Prosthesis push-off timing, isolated from push-off work, had a strong effect on metabolic rate, with optimal push-off occurring at or after opposite-leg heel contact. Neither the optimal timing nor the effects on collision work were consistent with predictions from simple dynamic models of walking. Optimal push-off timing in this unilateral prosthesis was also later than observed for bilateral exoskeletons, which may be related to asymmetry or differences in regulation of net joint work. With early push-off, potential benefits of net prosthesis work input seem to have been offset by a combination of increased balance-related effort and increased muscle activity in the prosthesis-side knee flexors and extensors during push-off. With later push-off, benefits compared to the Spring-like condition seem to have been partially derived from reduced muscle activity at the hip during swing initiation. It therefore appears that push-off before intact-side heel strike may not be advantageous in ankle-foot prostheses, although studies among individuals with amputation are needed to verify this idea.

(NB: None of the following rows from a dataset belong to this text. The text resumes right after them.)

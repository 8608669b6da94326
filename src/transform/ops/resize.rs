//! Resize operation

use std::str::FromStr;

use image::imageops::{self, FilterType};
use image::RgbImage;

use super::MAX_DIMENSION;
use crate::error::TransformError;

/// Scale to `<width>x<height>[,keepRatio]`
///
/// Either dimension may be left empty (`320x`), in which case it follows
/// the source aspect ratio. With `keepRatio` the image is scaled uniformly
/// to fit inside the requested box.
#[derive(Debug, Clone, Copy, PartialEq, Eq)]
pub struct Resize {
    pub width: Option<u32>,
    pub height: Option<u32>,
    pub keep_ratio: bool,
}

impl Resize {
    /// Output dimensions for a source of `src_w` x `src_h`
    pub fn target_size(&self, src_w: u32, src_h: u32) -> (u32, u32) {
        let (sw, sh) = (src_w as f64, src_h as f64);

        let (w, h) = match (self.width, self.height) {
            (Some(w), Some(h)) if self.keep_ratio => {
                let scale = (w as f64 / sw).min(h as f64 / sh);
                ((sw * scale).floor() as u32, (sh * scale).floor() as u32)
            }
            (Some(w), Some(h)) => (w, h),
            (Some(w), None) => (w, (sh * w as f64 / sw).round() as u32),
            (None, Some(h)) => ((sw * h as f64 / sh).round() as u32, h),
            (None, None) => (src_w, src_h),
        };

        (w.clamp(1, MAX_DIMENSION), h.clamp(1, MAX_DIMENSION))
    }

    pub fn apply(&self, image: RgbImage) -> RgbImage {
        let (src_w, src_h) = image.dimensions();
        let (w, h) = self.target_size(src_w, src_h);

        if (w, h) == (src_w, src_h) {
            return image;
        }
        imageops::resize(&image, w, h, FilterType::Triangle)
    }
}

impl FromStr for Resize {
    type Err = TransformError;

    fn from_str(s: &str) -> Result<Self, Self::Err> {
        let invalid = || TransformError::invalid("size", s);

        let mut parts = s.split(',');
        let dims = parts.next().unwrap_or_default().trim();
        let keep_ratio = match parts.next().map(str::trim) {
            None => false,
            Some(flag) if flag.eq_ignore_ascii_case("keepRatio") => true,
            Some(_) => return Err(invalid()),
        };

        let (w, h) = dims
            .split_once(|c| c == 'x' || c == 'X')
            .ok_or_else(invalid)?;

        let dimension = |v: &str| -> Result<Option<u32>, TransformError> {
            let v = v.trim();
            if v.is_empty() {
                return Ok(None);
            }
            match v.parse::<u32>() {
                Ok(n) if n > 0 && n <= MAX_DIMENSION => Ok(Some(n)),
                _ => Err(invalid()),
            }
        };

        let resize = Resize {
            width: dimension(w)?,
            height: dimension(h)?,
            keep_ratio,
        };
        if resize.width.is_none() && resize.height.is_none() {
            return Err(invalid());
        }

        Ok(resize)
    }
}

#[cfg(test)]
mod tests {
    use super::*;

    #[test]
    fn test_parse() {
        let op: Resize = "320x240".parse().unwrap();
        assert_eq!((op.width, op.height, op.keep_ratio), (Some(320), Some(240), false));

        let op: Resize = "200x100,keepRatio".parse().unwrap();
        assert!(op.keep_ratio);

        let op: Resize = "320x".parse().unwrap();
        assert_eq!((op.width, op.height), (Some(320), None));

        assert!("x".parse::<Resize>().is_err());
        assert!("320".parse::<Resize>().is_err());
        assert!("0x10".parse::<Resize>().is_err());
        assert!("10x10,stretch".parse::<Resize>().is_err());
    }

    #[test]
    fn test_dimension_limit() {
        assert!("16384x16384".parse::<Resize>().is_ok());
        assert!("16385x10".parse::<Resize>().is_err());
        assert!("10x4000000000".parse::<Resize>().is_err());

        // A derived dimension is clamped too
        let op: Resize = "16384x".parse().unwrap();
        assert_eq!(op.target_size(1, 1000), (16384, MAX_DIMENSION));
    }

    #[test]
    fn test_keep_ratio_fits_box() {
        let op: Resize = "200x100,keepRatio".parse().unwrap();
        let out = op.apply(RgbImage::new(400, 100));
        assert_eq!(out.dimensions(), (200, 50));
    }

    #[test]
    fn test_exact_and_single_dimension() {
        let op: Resize = "100x100".parse().unwrap();
        assert_eq!(op.target_size(400, 100), (100, 100));

        let op: Resize = "x50".parse().unwrap();
        assert_eq!(op.target_size(400, 100), (200, 50));
    }

    #[test]
    fn test_same_size_is_identity() {
        let op: Resize = "64x48".parse().unwrap();
        let mut image = RgbImage::new(64, 48);
        image.put_pixel(3, 3, image::Rgb([1, 2, 3]));

        let out = op.apply(image.clone());
        assert_eq!(out, image);
    }
}
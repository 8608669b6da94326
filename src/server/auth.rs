//! Viewer password protection for streams

use std::collections::HashMap;
use std::sync::{Mutex, MutexGuard, PoisonError};

use uuid::Uuid;

use crate::source::StreamConfig;

/// Length of generated passwords
pub const GENERATED_PASSWORD_LEN: usize = 8;

const PASSWORD_CHARS: &[u8] = b"0123456789ABCDEFGHIJKLMNOPQRSTUVWXYZabcdefghijklmnopqrstuvwxyz";

/// Checks the `pw` request parameter against protected streams
///
/// Streams that are not protected always authenticate.
#[derive(Debug, Default)]
pub struct StreamAuthenticator {
    passwords: Mutex<HashMap<String, String>>,
}

impl StreamAuthenticator {
    /// Collect passwords for every protected stream
    ///
    /// A protected stream without a configured password gets a generated one.
    pub fn new<'a>(configs: impl IntoIterator<Item = &'a StreamConfig>) -> Self {
        let passwords = configs
            .into_iter()
            .filter(|config| config.protect)
            .map(|config| {
                let password = match &config.password {
                    Some(password) => password.clone(),
                    None => {
                        let password = generate_password();
                        tracing::info!(stream = %config.name, "Generated viewer password");
                        password
                    }
                };
                (config.name.clone(), password)
            })
            .collect();

        Self {
            passwords: Mutex::new(passwords),
        }
    }

    /// Whether viewers of `name` must supply a password
    pub fn requires_auth(&self, name: &str) -> bool {
        self.lock().contains_key(name)
    }

    /// Current password of `name`, if protected
    pub fn password(&self, name: &str) -> Option<String> {
        self.lock().get(name).cloned()
    }

    /// Check a supplied password
    pub fn authenticate(&self, config: &StreamConfig, password: Option<&str>) -> bool {
        match self.lock().get(&config.name) {
            None => true,
            Some(expected) => password == Some(expected.as_str()),
        }
    }

    /// Issue a new password for a protected, resettable stream
    ///
    /// Returns `None` when the stream may not be reset.
    pub fn reset(&self, config: &StreamConfig) -> Option<String> {
        if !(config.protect && config.resettable) {
            return None;
        }

        let password = generate_password();
        self.lock().insert(config.name.clone(), password.clone());
        tracing::info!(stream = %config.name, "Viewer password reset");
        Some(password)
    }

    fn lock(&self) -> MutexGuard<'_, HashMap<String, String>> {
        self.passwords.lock().unwrap_or_else(PoisonError::into_inner)
    }
}

/// Random alphanumeric password
fn generate_password() -> String {
    Uuid::new_v4()
        .as_bytes()
        .iter()
        .take(GENERATED_PASSWORD_LEN)
        .map(|b| PASSWORD_CHARS[*b as usize % PASSWORD_CHARS.len()] as char)
        .collect()
}
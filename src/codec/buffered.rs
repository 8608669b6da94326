//! Codec decoding straight to RGB and reusing its encode buffer

use std::io::Cursor;

use bytes::Bytes;
use image::codecs::jpeg::{JpegDecoder, JpegEncoder};
use image::{ColorType, DynamicImage, ImageDecoder, RgbImage};

use super::Codec;
use crate::error::CodecError;

/// Decodes RGB JPEGs without an intermediate `DynamicImage`
///
/// The encode buffer keeps its capacity between frames, so a pipeline
/// producing similar-sized output allocates once.
#[derive(Debug, Default)]
pub struct BufferedCodec {
    out: Vec<u8>,
}

impl BufferedCodec {
    pub fn new() -> Self {
        Self::default()
    }
}

impl Codec for BufferedCodec {
    fn decode(&mut self, data: &[u8]) -> Result<RgbImage, CodecError> {
        let decode_err = |e: image::ImageError| CodecError::Decode(e.to_string());

        let decoder = JpegDecoder::new(Cursor::new(data)).map_err(decode_err)?;
        let (width, height) = decoder.dimensions();

        if decoder.color_type() != ColorType::Rgb8 {
            // Greyscale and CMYK go through the generic conversion
            return DynamicImage::from_decoder(decoder)
                .map(|image| image.into_rgb8())
                .map_err(decode_err);
        }

        let mut pixels = vec![0u8; decoder.total_bytes() as usize];
        decoder.read_image(&mut pixels).map_err(decode_err)?;

        RgbImage::from_raw(width, height, pixels)
            .ok_or_else(|| CodecError::Decode("pixel buffer size mismatch".into()))
    }

    fn encode(&mut self, image: &RgbImage, quality: u8) -> Result<Bytes, CodecError> {
        self.out.clear();
        JpegEncoder::new_with_quality(&mut self.out, quality.clamp(1, 100))
            .encode_image(image)
            .map_err(|e| CodecError::Encode(e.to_string()))?;
        Ok(Bytes::copy_from_slice(&self.out))
    }
}
//! Codec built on the generic `image` decode path

use bytes::Bytes;
use image::codecs::jpeg::JpegEncoder;
use image::{ImageFormat, RgbImage};

use super::Codec;
use crate::error::CodecError;

/// Decodes through `DynamicImage`, so any JPEG colour type works
#[derive(Debug, Default)]
pub struct PortableCodec;

impl PortableCodec {
    pub fn new() -> Self {
        Self
    }
}

impl Codec for PortableCodec {
    fn decode(&mut self, data: &[u8]) -> Result<RgbImage, CodecError> {
        image::load_from_memory_with_format(data, ImageFormat::Jpeg)
            .map(|image| image.into_rgb8())
            .map_err(|e| CodecError::Decode(e.to_string()))
    }

    fn encode(&mut self, image: &RgbImage, quality: u8) -> Result<Bytes, CodecError> {
        let mut out = Vec::new();
        JpegEncoder::new_with_quality(&mut out, quality.clamp(1, 100))
            .encode_image(image)
            .map_err(|e| CodecError::Encode(e.to_string()))?;
        Ok(Bytes::from(out))
    }
}
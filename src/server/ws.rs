//! WebSocket transport for pull sessions

use std::io;

use async_trait::async_trait;
use axum::extract::ws::{Message, WebSocket};
use bytes::Bytes;

use crate::output::PullTransport;

/// A [`PullTransport`] over an upgraded WebSocket
pub struct WebSocketTransport {
    socket: WebSocket,
}

impl WebSocketTransport {
    pub fn new(socket: WebSocket) -> Self {
        Self { socket }
    }

    async fn send(&mut self, message: Message) -> io::Result<()> {
        self.socket
            .send(message)
            .await
            .map_err(|e| io::Error::new(io::ErrorKind::BrokenPipe, e))
    }
}

#[async_trait]
impl PullTransport for WebSocketTransport {
    async fn recv(&mut self) -> Option<String> {
        while let Some(message) = self.socket.recv().await {
            match message {
                Ok(Message::Text(text)) => return Some(text),
                Ok(Message::Close(_)) => return None,
                // Pings are answered by the socket itself
                Ok(_) => continue,
                Err(e) => {
                    tracing::debug!(error = %e, "WebSocket receive failed");
                    return None;
                }
            }
        }
        None
    }

    async fn send_binary(&mut self, data: Bytes) -> io::Result<()> {
        self.send(Message::Binary(data.to_vec())).await
    }

    async fn send_text(&mut self, text: String) -> io::Result<()> {
        self.send(Message::Text(text)).await
    }
}
// Copyright (c) 2025 Lanai TST Authors
//
// Licensed under dual license:
// - MIT License (LICENSE-MIT or https://opensource.org/licenses/MIT)
// - Apache License, Version 2.0 (LICENSE-APACHE or https://www.apache.org/licenses/LICENSE-2.0)

//! Node implementation for the Lanai Ternary Search Tree.
//!
//! This module provides the TernaryNode structure used in the Lanai tree
//! implementation. Each node discriminates on a single Unicode code point
//! and owns up to three subtrees ordered relative to that code point.

/// A node in the Lanai Ternary Search Tree.
///
/// Each node represents one character position along some set of keys.
/// The `low` and `high` links form a binary-search-tree ordering over
/// sibling code points at the same key position, while `mid` continues
/// the keys that share `character` at this position. Terminal nodes carry
/// the value of the key that ends here.
#[derive(Debug)]
pub struct TernaryNode<V> {
    /// The code point this node discriminates on
    pub character: char,

    /// Subtree of keys whose code point at this position sorts before `character`
    pub low: Option<Box<TernaryNode<V>>>,

    /// Continuation of keys that share `character` at this position
    pub mid: Option<Box<TernaryNode<V>>>,

    /// Subtree of keys whose code point at this position sorts after `character`
    pub high: Option<Box<TernaryNode<V>>>,

    /// Whether a key ends exactly at this node
    pub terminal: bool,

    /// Value of the key ending here; `Some` exactly when `terminal` is true
    pub value: Option<V>,
}

impl<V> TernaryNode<V> {
    /// Creates a new non-terminal node discriminating on the given code point.
    pub fn new(character: char) -> Self {
        Self {
            character,
            low: None,
            mid: None,
            high: None,
            terminal: false,
            value: None,
        }
    }
}

#[cfg(test)]
mod tests {
    use super::*;

    #[test]
    fn test_node_new() {
        let node: TernaryNode<u32> = TernaryNode::new('a');

        assert_eq!(node.character, 'a');
        assert!(node.low.is_none());
        assert!(node.mid.is_none());
        assert!(node.high.is_none());
        assert!(!node.terminal);
        assert!(node.value.is_none());
    }

    #[test]
    fn test_node_links_are_owned() {
        let mut node: TernaryNode<u32> = TernaryNode::new('m');
        node.low = Some(Box::new(TernaryNode::new('a')));
        node.high = Some(Box::new(TernaryNode::new('z')));

        let low = node.low.as_deref().map(|n| n.character);
        let high = node.high.as_deref().map(|n| n.character);
        assert_eq!(low, Some('a'));
        assert_eq!(high, Some('z'));
    }
}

aWork measurements are normalized versus stride period in order to facilitate comparison with metabolic rate measurements. While the J · s−1 could be converted into W, we chose to present work measurements in J · s−1 in order to keep a clear distinction from measurements of instantaneous power.

bSmall discrepancies between reported mean values of Time-torque bins and mean differences between Time-torque bins are due to missing trials due to unanticipated differences in the controlled timing and actual timing, hardware limitations in the extreme timing conditions and scheduling constraints.